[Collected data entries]
>>>>
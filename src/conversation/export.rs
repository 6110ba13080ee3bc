//! Destinations for exported transcripts.
//!
//! A direct save to a path the user chose is preferred. Without one, the
//! transcript lands in the download directory under its suggested name.
//! Both write exactly `Transcript::text`.

use async_trait::async_trait;
use std::path::{Path, PathBuf};
use tracing::info;

use super::transcript::Transcript;
use crate::error::{ExportError, ExportResult};

/// Somewhere a transcript can be written.
#[async_trait]
pub trait TranscriptSink: Send + Sync {
    /// Write the transcript and return where it ended up.
    async fn save(&self, transcript: &Transcript) -> ExportResult<PathBuf>;
}

/// Save to a user-chosen location. A directory receives the suggested name.
#[derive(Debug, Clone)]
pub struct DirectSave {
    target: PathBuf,
}

impl DirectSave {
    pub fn new(target: impl Into<PathBuf>) -> Self {
        Self {
            target: target.into(),
        }
    }
}

#[async_trait]
impl TranscriptSink for DirectSave {
    async fn save(&self, transcript: &Transcript) -> ExportResult<PathBuf> {
        let path = if tokio::fs::metadata(&self.target)
            .await
            .map(|m| m.is_dir())
            .unwrap_or(false)
        {
            self.target.join(&transcript.file_name)
        } else {
            self.target.clone()
        };

        write_text(&path, &transcript.text).await?;
        info!(path = %path.display(), mime = transcript.mime, "Transcript saved");
        Ok(path)
    }
}

/// Fallback: drop the file into a downloads directory.
#[derive(Debug, Clone)]
pub struct DownloadFallback {
    dir: PathBuf,
}

impl DownloadFallback {
    pub fn new(dir: impl Into<PathBuf>) -> Self {
        Self { dir: dir.into() }
    }
}

#[async_trait]
impl TranscriptSink for DownloadFallback {
    async fn save(&self, transcript: &Transcript) -> ExportResult<PathBuf> {
        let path = self.dir.join(&transcript.file_name);
        write_text(&path, &transcript.text).await?;
        info!(path = %path.display(), mime = transcript.mime, "Transcript downloaded");
        Ok(path)
    }
}

/// Use the direct save target when one is available.
pub fn select_sink(direct: Option<PathBuf>, download_dir: &Path) -> Box<dyn TranscriptSink> {
    match direct {
        Some(target) => Box::new(DirectSave::new(target)),
        None => Box::new(DownloadFallback::new(download_dir)),
    }
}

async fn write_text(path: &Path, text: &str) -> ExportResult<()> {
    let to_error = |source| ExportError::Write {
        path: path.display().to_string(),
        source,
    };

    if let Some(parent) = path.parent().filter(|p| !p.as_os_str().is_empty()) {
        tokio::fs::create_dir_all(parent).await.map_err(to_error)?;
    }
    tokio::fs::write(path, text.as_bytes()).await.map_err(to_error)
}
//! Request-cycle state machine shared by the orchestrators.
//!
//! # States
//!
//! - **Idle**: nothing attempted yet
//! - **Pending**: one request in flight; new triggers are rejected
//! - **Succeeded**: the last request returned a result
//! - **Failed**: the last attempt failed validation or the request failed

use serde::{Deserialize, Serialize};

use crate::error::{WorkflowError, WorkflowResult};

/// Phase of a request cycle.
#[derive(Debug, Clone, Copy, Default, PartialEq, Eq, Serialize, Deserialize)]
#[serde(rename_all = "snake_case")]
pub enum Phase {
    #[default]
    Idle,
    Pending,
    Succeeded,
    Failed,
}

impl Phase {
    pub fn as_str(&self) -> &'static str {
        match self {
            Phase::Idle => "idle",
            Phase::Pending => "pending",
            Phase::Succeeded => "succeeded",
            Phase::Failed => "failed",
        }
    }
}

impl std::fmt::Display for Phase {
    fn fmt(&self, f: &mut std::fmt::Formatter<'_>) -> std::fmt::Result {
        write!(f, "{}", self.as_str())
    }
}

/// Phase plus the single result slot and single error slot of one orchestrator.
#[derive(Debug, Clone)]
pub struct RequestSlot<T> {
    phase: Phase,
    result: Option<T>,
    error: Option<String>,
}

impl<T> Default for RequestSlot<T> {
    fn default() -> Self {
        Self {
            phase: Phase::Idle,
            result: None,
            error: None,
        }
    }
}

impl<T> RequestSlot<T> {
    pub fn new() -> Self {
        Self::default()
    }

    /// Fail with busy if a request is already pending.
    pub fn ensure_idle(&self, operation: &str) -> WorkflowResult<()> {
        if self.phase == Phase::Pending {
            return Err(WorkflowError::busy(operation));
        }
        Ok(())
    }

    /// Record a client-side validation failure. The previous result is kept.
    pub fn reject(&mut self, message: impl Into<String>) {
        self.phase = Phase::Failed;
        self.error = Some(message.into());
    }

    /// Enter `Pending`, clearing the error and discarding the previous result.
    pub fn begin(&mut self, operation: &str) -> WorkflowResult<()> {
        self.ensure_idle(operation)?;
        self.phase = Phase::Pending;
        self.error = None;
        self.result = None;
        Ok(())
    }

    /// Replace the result wholesale.
    pub fn succeed(&mut self, result: T) {
        self.phase = Phase::Succeeded;
        self.result = Some(result);
        self.error = None;
    }

    pub fn fail(&mut self, message: impl Into<String>) {
        self.phase = Phase::Failed;
        self.error = Some(message.into());
    }

    pub fn phase(&self) -> Phase {
        self.phase
    }

    pub fn is_pending(&self) -> bool {
        self.phase == Phase::Pending
    }

    pub fn result(&self) -> Option<&T> {
        self.result.as_ref()
    }

    pub fn error(&self) -> Option<&str> {
        self.error.as_deref()
    }
}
<<<<
▶ **Problem description**
The reply should hold only the lines from the top of the records through the line that has "can be written.", each one exact.

▶ **Response**
filename src/conversation/export.rs
repository 6110ba13080ee3bc
//! Destinations for exported transcripts.
//!
//! A direct save to a path the user chose is preferred. Without one, the
//! transcript lands in the download directory under its suggested name.
//! Both write exactly `Transcript::text`.

use async_trait::async_trait;
use std::path::{Path, PathBuf};
use tracing::info;

use super::transcript::Transcript;
use crate::error::{ExportError, ExportResult};

/// Somewhere a transcript can be written.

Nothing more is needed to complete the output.